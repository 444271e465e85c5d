use async_trait::async_trait;
use neo4rs::{Graph, Query};
use std::collections::HashMap;
use tracing::info;

use crate::error::IndexError;
use crate::graph::{
    ChunkRecord, ChunkWrite, FROM_CHUNK, GraphStats, GraphStore, RelationshipTriple, WriteOutcome,
};

/// [`GraphStore`] on Neo4j. Chunks are `:Chunk` nodes, extracted nodes are
/// `:Entity` nodes carrying their vocabulary label as a second label. A node
/// re-extracted under another label loses the old one.
pub struct Neo4jGraphStore {
    graph: Graph,
}

fn graph_err<E: Into<anyhow::Error>>(err: E) -> IndexError {
    IndexError::GraphStore(err.into())
}

/// Labels and relationship types cannot be query parameters; only plain
/// identifiers are spliced into Cypher.
fn identifier(value: &str) -> Result<&str, IndexError> {
    let valid = !value.is_empty()
        && value.chars().all(|c| c.is_ascii_alphanumeric() || c == '_')
        && !value.starts_with(|c: char| c.is_ascii_digit());

    if valid {
        Ok(value)
    } else {
        Err(IndexError::GraphStore(anyhow::anyhow!(
            "refusing to use '{}' as a label or relationship type",
            value
        )))
    }
}

impl Neo4jGraphStore {
    pub fn new(graph: Graph) -> Self {
        Self { graph }
    }

    pub async fn connect(uri: &str, user: &str, password: &str) -> Result<Self, IndexError> {
        let graph = Graph::new(uri, user, password).await?;
        Ok(Self::new(graph))
    }

    /// Initialize schema: constraints and indexes
    pub async fn init_schema(&self) -> Result<(), IndexError> {
        info!("Creating Neo4j constraints and indexes");

        let statements = [
            "CREATE CONSTRAINT chunk_id_unique IF NOT EXISTS FOR (c:Chunk) REQUIRE c.id IS UNIQUE",
            "CREATE CONSTRAINT entity_id_unique IF NOT EXISTS FOR (e:Entity) REQUIRE e.id IS UNIQUE",
            "CREATE INDEX chunk_position_index IF NOT EXISTS FOR (c:Chunk) ON (c.doc_id, c.offset_start, c.offset_end)",
        ];

        for statement in statements {
            self.graph.run(Query::new(statement.to_string())).await?;
        }

        Ok(())
    }

    async fn existing_chunk_id(&self, chunk: &ChunkRecord) -> Result<Option<String>, IndexError> {
        let query = Query::new(
            r#"
            MATCH (c:Chunk {doc_id: $doc_id, offset_start: $start, offset_end: $end})
            RETURN c.id AS id
            LIMIT 1
            "#.to_string()
        )
        .param("doc_id", chunk.doc_id.clone())
        .param("start", chunk.offset.0 as i64)
        .param("end", chunk.offset.1 as i64);

        let mut result = self.graph.execute(query).await?;
        match result.next().await? {
            Some(row) => Ok(Some(row.get::<String>("id").map_err(graph_err)?)),
            None => Ok(None),
        }
    }

    fn chunk_query(chunk: &ChunkRecord) -> Query {
        Query::new(
            r#"
            MERGE (c:Chunk {doc_id: $doc_id, offset_start: $start, offset_end: $end})
            ON CREATE SET c.id = $id, c.text = $text, c.source = $source
            "#.to_string()
        )
        .param("doc_id", chunk.doc_id.clone())
        .param("start", chunk.offset.0 as i64)
        .param("end", chunk.offset.1 as i64)
        .param("id", chunk.chunk_id.clone())
        .param("text", chunk.text.clone())
        .param("source", chunk.source.clone())
    }

    /// Current vocabulary label of each stored entity among `ids`.
    async fn stored_labels(&self, ids: Vec<String>) -> Result<HashMap<String, String>, IndexError> {
        if ids.is_empty() {
            return Ok(HashMap::new());
        }

        let query = Query::new(
            r#"
            MATCH (n:Entity)
            WHERE n.id IN $ids AND n.label IS NOT NULL
            RETURN n.id AS id, n.label AS label
            "#.to_string()
        )
        .param("ids", ids);

        let mut result = self.graph.execute(query).await?;
        let mut labels = HashMap::new();
        while let Some(row) = result.next().await? {
            labels.insert(
                row.get::<String>("id").map_err(graph_err)?,
                row.get::<String>("label").map_err(graph_err)?,
            );
        }
        Ok(labels)
    }

    fn node_cypher(label: &str, previous: Option<&str>) -> Result<String, IndexError> {
        let label = identifier(label)?;
        let remove = match previous {
            Some(old) if old != label => format!("REMOVE n:`{}`\n            ", identifier(old)?),
            _ => String::new(),
        };

        Ok(format!(
            r#"
            MERGE (n:Entity {{id: $id}})
            {remove}SET n:`{label}`, n.label = $label, n += $properties
            WITH n
            MATCH (c:Chunk {{doc_id: $doc_id, offset_start: $start, offset_end: $end}})
            MERGE (n)-[:{from_chunk}]->(c)
            "#,
            remove = remove,
            label = label,
            from_chunk = FROM_CHUNK,
        ))
    }

    fn node_query(
        chunk: &ChunkRecord,
        node: &extract::Node,
        previous: Option<&str>,
    ) -> Result<Query, IndexError> {
        let properties: HashMap<String, String> = node.properties.clone().into_iter().collect();

        Ok(Query::new(Self::node_cypher(&node.label, previous)?)
        .param("id", node.id.clone())
        .param("label", node.label.clone())
        .param("properties", properties)
        .param("doc_id", chunk.doc_id.clone())
        .param("start", chunk.offset.0 as i64)
        .param("end", chunk.offset.1 as i64))
    }

    fn relationship_query(rel: &extract::Relationship) -> Result<Query, IndexError> {
        let rel_type = identifier(&rel.rel_type)?;
        let properties: HashMap<String, String> = rel.properties.clone().into_iter().collect();

        Ok(Query::new(format!(
            r#"
            MATCH (source:Entity {{id: $source_id}})
            MATCH (target:Entity {{id: $target_id}})
            MERGE (source)-[r:`{rel_type}`]->(target)
            SET r += $properties
            "#,
            rel_type = rel_type,
        ))
        .param("source_id", rel.start_node_id.clone())
        .param("target_id", rel.end_node_id.clone())
        .param("properties", properties))
    }

    async fn count(&self, cypher: &str) -> Result<usize, IndexError> {
        let mut result = self.graph.execute(Query::new(cypher.to_string())).await?;
        let count = match result.next().await? {
            Some(row) => row.get::<i64>("count").unwrap_or(0) as usize,
            None => 0,
        };
        Ok(count)
    }
}

#[async_trait]
impl GraphStore for Neo4jGraphStore {
    async fn write_chunk(&self, write: &ChunkWrite) -> Result<WriteOutcome, IndexError> {
        let chunk_created = self.existing_chunk_id(&write.chunk).await?.is_none();
        let previous_labels = self
            .stored_labels(write.nodes.iter().map(|n| n.id.clone()).collect())
            .await?;

        let mut queries = vec![Self::chunk_query(&write.chunk)];
        for node in &write.nodes {
            let previous = previous_labels.get(&node.id).map(String::as_str);
            queries.push(Self::node_query(&write.chunk, node, previous)?);
        }
        for rel in &write.relationships {
            queries.push(Self::relationship_query(rel)?);
        }

        // one transaction per chunk: dropped (uncommitted) transactions roll back
        let mut txn = self.graph.start_txn().await?;
        txn.run_queries(queries).await?;
        txn.commit().await?;

        Ok(WriteOutcome {
            chunk_created,
            nodes_written: write.nodes.len(),
            relationships_written: write.relationships.len(),
            relationships_rejected: 0,
        })
    }

    async fn fetch_chunks(&self, chunk_ids: &[String]) -> Result<Vec<ChunkRecord>, IndexError> {
        if chunk_ids.is_empty() {
            return Ok(Vec::new());
        }

        let query = Query::new(
            r#"
            MATCH (c:Chunk)
            WHERE c.id IN $chunk_ids
            RETURN c.id AS id, c.doc_id AS doc_id, c.source AS source, c.text AS text,
                   c.offset_start AS start, c.offset_end AS end
            "#.to_string()
        )
        .param("chunk_ids", chunk_ids.to_vec());

        let mut result = self.graph.execute(query).await?;
        let mut by_id = HashMap::new();

        while let Some(row) = result.next().await? {
            let record = ChunkRecord {
                chunk_id: row.get::<String>("id").map_err(graph_err)?,
                doc_id: row.get::<String>("doc_id").map_err(graph_err)?,
                source: row.get::<String>("source").unwrap_or_default(),
                text: row.get::<String>("text").map_err(graph_err)?,
                offset: (
                    row.get::<i64>("start").map_err(graph_err)? as usize,
                    row.get::<i64>("end").map_err(graph_err)? as usize,
                ),
            };
            by_id.insert(record.chunk_id.clone(), record);
        }

        Ok(chunk_ids
            .iter()
            .filter_map(|id| by_id.get(id).cloned())
            .collect())
    }

    async fn expand_from_chunks(
        &self,
        chunk_ids: &[String],
        max_hops: usize,
    ) -> Result<Vec<RelationshipTriple>, IndexError> {
        if chunk_ids.is_empty() || max_hops == 0 {
            return Ok(Vec::new());
        }

        let query = Query::new(format!(
            r#"
            MATCH (c:Chunk)<-[:{from_chunk}]-(seed:Entity)
            WHERE c.id IN $chunk_ids
            MATCH (seed)-[rels*1..{hops}]-(:Entity)
            WHERE none(r IN rels WHERE type(r) = '{from_chunk}')
            UNWIND rels AS r
            WITH DISTINCT r
            RETURN coalesce(startNode(r).name, startNode(r).id) AS source,
                   type(r) AS rel_type,
                   coalesce(endNode(r).name, endNode(r).id) AS target,
                   [k IN keys(r) | k + ': ' + toString(r[k])] AS details
            ORDER BY source, rel_type, target
            "#,
            from_chunk = FROM_CHUNK,
            hops = max_hops,
        ))
        .param("chunk_ids", chunk_ids.to_vec());

        let mut result = self.graph.execute(query).await?;
        let mut triples = Vec::new();

        while let Some(row) = result.next().await? {
            let mut details = row.get::<Vec<String>>("details").unwrap_or_default();
            details.sort();

            triples.push(RelationshipTriple {
                source: row.get::<String>("source").map_err(graph_err)?,
                rel_type: row.get::<String>("rel_type").map_err(graph_err)?,
                target: row.get::<String>("target").map_err(graph_err)?,
                details,
            });
        }

        Ok(triples)
    }

    async fn get_stats(&self) -> Result<GraphStats, IndexError> {
        let chunk_count = self.count("MATCH (c:Chunk) RETURN count(c) AS count").await?;
        let entity_count = self.count("MATCH (e:Entity) RETURN count(e) AS count").await?;
        let relation_count = self
            .count(&format!(
                "MATCH (:Entity)-[r]->(:Entity) WHERE type(r) <> '{}' RETURN count(r) AS count",
                FROM_CHUNK
            ))
            .await?;

        Ok(GraphStats {
            chunk_count,
            entity_count,
            relation_count,
        })
    }
}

> _Exercise goal_:
Of all the entries above, repeat only the lines from the line that has "queries.push(Self::relationship_query(rel)?);" to the line that has "txn.run_queries(queries).await?;", both lines included, exactly.

> _Output of the task_:
            queries.push(Self::relationship_query(rel)?);
        }

        // one transaction per chunk: dropped (uncommitted) transactions roll back
        let mut txn = self.graph.start_txn().await?;
        txn.run_queries(queries).await?;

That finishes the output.